Un titre attirant , « Vers la beauté » et l’image de
Jeanne Hébuterne…
Ce qu’il y faut de
signification, ce qu’il y faut de mystère.
Ce qu’il y faut aussi pour
nous attirer.
Dans une période où le monde alentour s’agite et s’assombrit
des malheurs du monde (1) et des angoisses sociales, dans un âge de la vie, le mien, le nôtre, où
s’il y a de grands bonheurs privés les nuages de l’incertitude se pressent, la beauté , actuellement pour moi celle de
certaine musique que nous aimons et que
nous poursuivons sans relâche, nous sauve de la tristesse absolue…( Glycines et lilas aussi mais peut-être
seulement parce que une Colette ou autre poète nous en a désigné
l’image..)
J’ai donc acheté « Vers
la beauté » ...
Une première partie surprenante et
prenante : j’ai adoré ce prof de « Beaux Arts » qui
laisse tout pour se faire « gardien de musée »
(Personnages étranges que ces
gardiens qui m’ont toujours intriguée voire fascinée, auxquels je dis bonjour
avec naïveté et obstination, poiur leur manifester qu’ils ne sont pas pour moi
des meubles se fondant dans le décor .
Nous en avons parfois croisé de surprenants qui nous
ont fait la présentation des lieux comme hôtes hospitaliers ou même une fois
expliqué comme la perspective d’une
œuvre différait suivant les endroits où l’on se plaçait pour la regarder et de
nous faire essayer différents points de vue…
Bref ce premier épisode de l’ histoire , cet Antoine qui parlait le
soir seul à seul à Jeanne Hébuterne m’a séduite d’entrée ...
Au fil
des pages, rencontres de nombre d’autres facteurs de séduction :
-Le musée d’Orsay… « Une ancienne gare…Entre les Manet et les Monet,
on peut se laisser aller à imaginer les trains arrivant au milieu des tableaux »
-Des connivences fortes, par
exemple, des jugements que nous aurions
pu aussi Michel et moi partager, « les
propos calamiteux » des visiteurs du Musées : « Certains ne disaient pas « j’ai visité
le Musée d’Orsay »mais « j’ai fait Orsay », un verbe qui trahit
une sorte de nécessité sociale ;pratiquement une liste de courses. Ces
touristes n’hésitaient pas à employer la même expression pour les pays « j’ai
fait le Japon l’an dernier »
Comme si un pays, une œuvre
d’art une fois « faits » n’étaient plus à revoir, épuisés, à juste
portés au compte d’un CV de la culture…de l’ordre de « Faut avoir
vu… »
-Des manières d’écrire qui
m’apparaissent comme une fantaisie
formelle , petit jeu esthétique , comme une manière de signature : par exemple l’usage comme en documentation d’un »

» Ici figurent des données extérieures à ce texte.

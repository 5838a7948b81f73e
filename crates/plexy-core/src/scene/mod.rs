//! In-memory scene graph.
//!
//! The scene is the set of live widgets the desktop view shows. It owns one
//! handle per widget; controllers may keep their own handles to the same
//! widgets.

mod widget;

pub use widget::{DesktopWidget, WidgetHandle};

use std::rc::Rc;

use crate::geometry::Point;

/// Ordered collection of live widgets. Insertion order is stacking order for
/// widgets with equal z value.
#[derive(Debug, Default)]
pub struct Scene {
    items: Vec<WidgetHandle>,
    focus: Option<String>,
}

impl Scene {
    pub fn new() -> Self {
        Self::default()
    }

    /// Adds `widget` unless a widget with the same handle is already present.
    pub fn add(&mut self, widget: WidgetHandle) {
        if self.items.iter().any(|w| Rc::ptr_eq(w, &widget)) {
            return;
        }
        self.items.push(widget);
    }

    /// Removes `widget` from the scene.
    ///
    /// Matches the handle itself, so other widgets sharing its id stay.
    /// Returns false if the handle was not in the scene.
    pub fn remove(&mut self, widget: &WidgetHandle) -> bool {
        let Some(index) = self.items.iter().position(|w| Rc::ptr_eq(w, widget)) else {
            return false;
        };
        let removed = self.items.remove(index);
        if self.focus.as_deref() == Some(removed.borrow().id()) {
            self.focus = None;
        }
        true
    }

    pub fn find(&self, widget_id: &str) -> Option<WidgetHandle> {
        self.items
            .iter()
            .find(|w| w.borrow().id() == widget_id)
            .cloned()
    }

    pub fn contains(&self, widget_id: &str) -> bool {
        self.items.iter().any(|w| w.borrow().id() == widget_id)
    }

    /// Snapshot of all widget handles, in insertion order.
    pub fn items(&self) -> Vec<WidgetHandle> {
        self.items.clone()
    }

    pub fn len(&self) -> usize {
        self.items.len()
    }

    pub fn is_empty(&self) -> bool {
        self.items.is_empty()
    }

    /// Visible widgets under `point`, topmost first.
    pub fn items_at(&self, point: Point) -> Vec<WidgetHandle> {
        let mut hits: Vec<(usize, WidgetHandle)> = self
            .items
            .iter()
            .enumerate()
            .filter(|(_, w)| {
                let w = w.borrow();
                w.is_visible() && w.bounds().contains(point)
            })
            .map(|(i, w)| (i, w.clone()))
            .collect();

        hits.sort_by(|(ia, a), (ib, b)| {
            let (za, zb) = (a.borrow().z_value(), b.borrow().z_value());
            zb.total_cmp(&za).then(ib.cmp(ia))
        });
        hits.into_iter().map(|(_, w)| w).collect()
    }

    pub fn set_focus(&mut self, widget_id: Option<&str>) {
        self.focus = widget_id.map(str::to_string);
    }

    pub fn focus(&self) -> Option<&str> {
        self.focus.as_deref()
    }
}
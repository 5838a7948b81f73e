//! Storage layer for atomic file operations.

mod atomic_file;

pub use atomic_file::{AtomicFileError, AtomicTextFile};
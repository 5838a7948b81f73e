//! Desktop view: owner of the session document, the controller registry and
//! the scene.
//!
//! Every document mutation goes through [`DesktopView`], which serializes the
//! document and notifies subscribers synchronously before returning.

mod reconcile;


use std::rc::Rc;

use crate::controller::{ControllerHandle, ControllerRegistry, ControllerResolver, DropEvent, Viewport};
use crate::error::Result;
use crate::geometry::{Point, Rect};
use crate::scene::{Scene, WidgetHandle};
use crate::session::{CONTROLLER_WIDGET_ID, SessionDocument, SessionNotifier, SessionStore, WidgetEntry};

/// The desktop orchestrator.
///
/// `DesktopView` is responsible for:
/// - Loading controllers by name and keeping one live instance per name
/// - Recording controller geometry, arguments and child widget state in the
///   session document
/// - Restoring a persisted session against the live scene
/// - Broadcasting the serialized document after every change
pub struct DesktopView {
    document: SessionDocument,
    registry: ControllerRegistry,
    scene: Scene,
    resolver: Box<dyn ControllerResolver>,
    notifier: SessionNotifier,
    viewport: Viewport,
    background_controller: Option<String>,
    background_view: Option<WidgetHandle>,
}

impl DesktopView {
    /// Creates a view with an empty session and an empty scene.
    ///
    /// # Arguments
    ///
    /// * `resolver` - Source of controller instances
    /// * `viewport` - Screen layout handed to every controller
    pub fn new(resolver: impl ControllerResolver + 'static, viewport: Viewport) -> Self {
        Self {
            document: SessionDocument::new(),
            registry: ControllerRegistry::new(),
            scene: Scene::new(),
            resolver: Box::new(resolver),
            notifier: SessionNotifier::new(),
            viewport,
            background_controller: None,
            background_view: None,
        }
    }

    // ============================================================================
    // Accessors
    // ============================================================================

    pub fn document(&self) -> &SessionDocument {
        &self.document
    }

    /// The current document in its persisted form.
    pub fn session_xml(&self) -> Result<String> {
        self.document.to_xml()
    }

    pub fn scene(&self) -> &Scene {
        &self.scene
    }

    pub fn scene_mut(&mut self) -> &mut Scene {
        &mut self.scene
    }

    pub fn viewport(&self) -> &Viewport {
        &self.viewport
    }

    pub fn background_controller_name(&self) -> Option<&str> {
        self.background_controller.as_deref()
    }

    // ============================================================================
    // Notifications
    // ============================================================================

    /// Registers a listener for the serialized document.
    pub fn subscribe(&mut self, listener: impl FnMut(&str) + 'static) {
        self.notifier.subscribe(listener);
    }

    /// Saves every document change to `store`. Save failures are logged.
    pub fn persist_to<S: SessionStore + 'static>(&mut self, store: Rc<S>) {
        self.subscribe(move |xml| {
            if let Err(e) = store.save(xml) {
                tracing::warn!("[DesktopView] Failed to save session: {}", e);
            }
        });
    }

    fn notify_session_updated(&mut self) {
        match self.document.to_xml() {
            Ok(xml) => self.notifier.notify(&xml),
            Err(e) => tracing::warn!("[DesktopView] Session not broadcast: {}", e),
        }
    }

    // ============================================================================
    // Controllers
    // ============================================================================

    /// Loads and attaches the controller `name`.
    ///
    /// Does nothing if the controller is already registered. Unless
    /// `first_run` is set, the controller is recorded in the session with a
    /// controller-level state entry.
    ///
    /// # Errors
    ///
    /// Returns `PlexyError::ControllerUnavailable` if the resolver cannot
    /// produce the controller; nothing is registered or recorded then.
    pub fn add_controller(&mut self, name: &str, first_run: bool) -> Result<()> {
        if self.registry.contains(name) {
            return Ok(());
        }

        let controller = self.resolver.resolve(name).inspect_err(|e| {
            tracing::warn!("[DesktopView] Error loading extension '{}': {}", name, e);
        })?;

        self.registry.insert(name, controller.clone());

        if let Some(view) = controller.default_view() {
            {
                let mut widget = view.borrow_mut();
                if widget.controller_name().is_none() {
                    widget.set_controller_name(name);
                }
                widget.show();
            }
            self.scene.add(view);
        }

        controller.set_viewport(&self.viewport);
        controller.set_controller_name(name);
        self.refocus_background();

        tracing::debug!("[DesktopView] Added controller '{}' (first_run: {})", name, first_run);

        if !first_run {
            self.record_controller_entry(name);
        }

        Ok(())
    }

    /// Loads `name` as the desktop background and places its view behind
    /// everything else, filling the primary screen.
    ///
    /// A previously set background view is taken out of the scene.
    pub fn set_background_controller(&mut self, name: &str) -> Result<()> {
        let controller = self.resolver.resolve(name).inspect_err(|e| {
            tracing::warn!("[DesktopView] Error loading background '{}': {}", name, e);
        })?;

        if let Some(previous) = self.background_view.take() {
            self.scene.remove(&previous);
        }

        self.registry.insert(name, controller.clone());
        self.background_controller = Some(name.to_string());

        if let Some(view) = controller.default_view() {
            {
                let mut widget = view.borrow_mut();
                if let Some(screen) = self.viewport.primary() {
                    widget.set_content_rect(screen);
                }
                if widget.controller_name().is_none() {
                    widget.set_controller_name(name);
                }
                widget.set_z_value(-1.0);
                widget.show();
            }
            self.scene.add(view.clone());
            self.background_view = Some(view);
        }

        controller.set_viewport(&self.viewport);
        controller.set_controller_name(name);
        self.refocus_background();

        Ok(())
    }

    /// Returns the registered controller, if any. Never constructs.
    pub fn controller(&self, name: &str) -> Option<ControllerHandle> {
        self.registry.get(name)
    }

    /// Names of registered controllers, excluding the background controller.
    pub fn controller_names(&self) -> Vec<String> {
        self.registry
            .names_except(self.background_controller.as_deref())
    }

    fn refocus_background(&mut self) {
        if let Some(view) = &self.background_view {
            let id = view.borrow().id().to_string();
            self.scene.set_focus(Some(&id));
        }
    }

    /// Ensures an entry exists for `name` and marks the controller itself open.
    fn record_controller_entry(&mut self, name: &str) {
        if !self.document.contains_controller(name) {
            self.document.append_entry(WidgetEntry::new(name));
        }
        self.record_widget_state(name, CONTROLLER_WIDGET_ID, false);
    }

    // ============================================================================
    // Session recording
    // ============================================================================

    /// Appends a new session entry with `rect` for `controller_name` and
    /// applies the rect to the controller if it is loaded.
    pub fn record_controller_rect(&mut self, controller_name: &str, rect: Rect) {
        if let Some(controller) = self.registry.get(controller_name) {
            controller.set_view_rect(rect);
        }

        self.document.append_controller_rect(controller_name, rect);
        self.notify_session_updated();
    }

    /// Records the position of child widget `widget_id`.
    ///
    /// Silently skipped when the session has no entry for the controller.
    pub fn record_widget_location(&mut self, controller_name: &str, position: Point, widget_id: &str) {
        if !self
            .document
            .set_widget_location(controller_name, position, widget_id)
        {
            tracing::debug!(
                "[DesktopView] No session entry for '{}', location of '{}' not recorded",
                controller_name,
                widget_id
            );
        }
        self.notify_session_updated();
    }

    /// Records whether child widget `widget_id` is closed.
    ///
    /// Silently skipped when the session has no entry for the controller.
    pub fn record_widget_state(&mut self, controller_name: &str, widget_id: &str, closed: bool) {
        if !self
            .document
            .set_widget_state(controller_name, widget_id, closed)
        {
            tracing::debug!(
                "[DesktopView] No session entry for '{}', state of '{}' not recorded",
                controller_name,
                widget_id
            );
        }
        self.notify_session_updated();
    }

    /// Stores `key = value` in the arguments of every entry for
    /// `controller_name`.
    ///
    /// Keys that are not valid XML names are rejected with a warning and
    /// nothing is recorded or broadcast.
    pub fn record_argument(&mut self, controller_name: &str, key: &str, value: &str) {
        if !WidgetEntry::is_valid_argument_key(key) {
            tracing::warn!(
                "[DesktopView] Argument key '{}' for '{}' is not a valid XML name, not recorded",
                key,
                controller_name
            );
            return;
        }

        if self.document.set_argument(controller_name, key, value) == 0 {
            tracing::debug!(
                "[DesktopView] No session entry for '{}', argument '{}' not recorded",
                controller_name,
                key
            );
        }
        self.notify_session_updated();
    }

    // ============================================================================
    // Scene
    // ============================================================================

    /// Shows a controller-created widget at `position` and records it as open.
    pub fn add_widget_to_view(&mut self, widget: WidgetHandle, position: Point) {
        let (widget_id, owner) = {
            let mut w = widget.borrow_mut();
            w.set_position(position);
            w.show();
            (w.id().to_string(), w.controller_name().map(str::to_string))
        };

        self.scene.add(widget);

        if let Some(owner) = owner {
            self.record_widget_state(&owner, &widget_id, false);
        }
    }

    /// Forwards a drop to the controller of the topmost widget under the drop
    /// point.
    ///
    /// Returns false when no controller-owned widget is under the point.
    pub fn drop_event(&self, event: &DropEvent) -> bool {
        for widget in self.scene.items_at(event.position) {
            let owner = widget.borrow().controller_name().map(str::to_string);
            let Some(controller) = owner.as_deref().and_then(|name| self.registry.get(name)) else {
                continue;
            };

            controller.handle_drop_event(&widget, event);
            return true;
        }
        false
    }
}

pseudo apparat critique », notes de
bas de page, censées éclairer un fait , de préciser une impression,
gratuitement , presque poétiquement par exemple
sur « Antoine buvait une bière avec un parfait inconnu…même le
goût de la bière lui paraissait étrange »note : on aurait dit
comme une autre boisson qui se faisait passer pour de la bière ; une sorte
d’imposture liquide… » (p23)
-Une « déconstruction » cubiste de la chronologie : un récit
chronologiquement construit avec une apparente rigueur, comme
une œuvre musicale, en « parties » bien marquées,( mais sans
titre), qui ont chacune leur
coloration : mais cette chronologie brouille les pistes et il faut la reconstituer « avant « ?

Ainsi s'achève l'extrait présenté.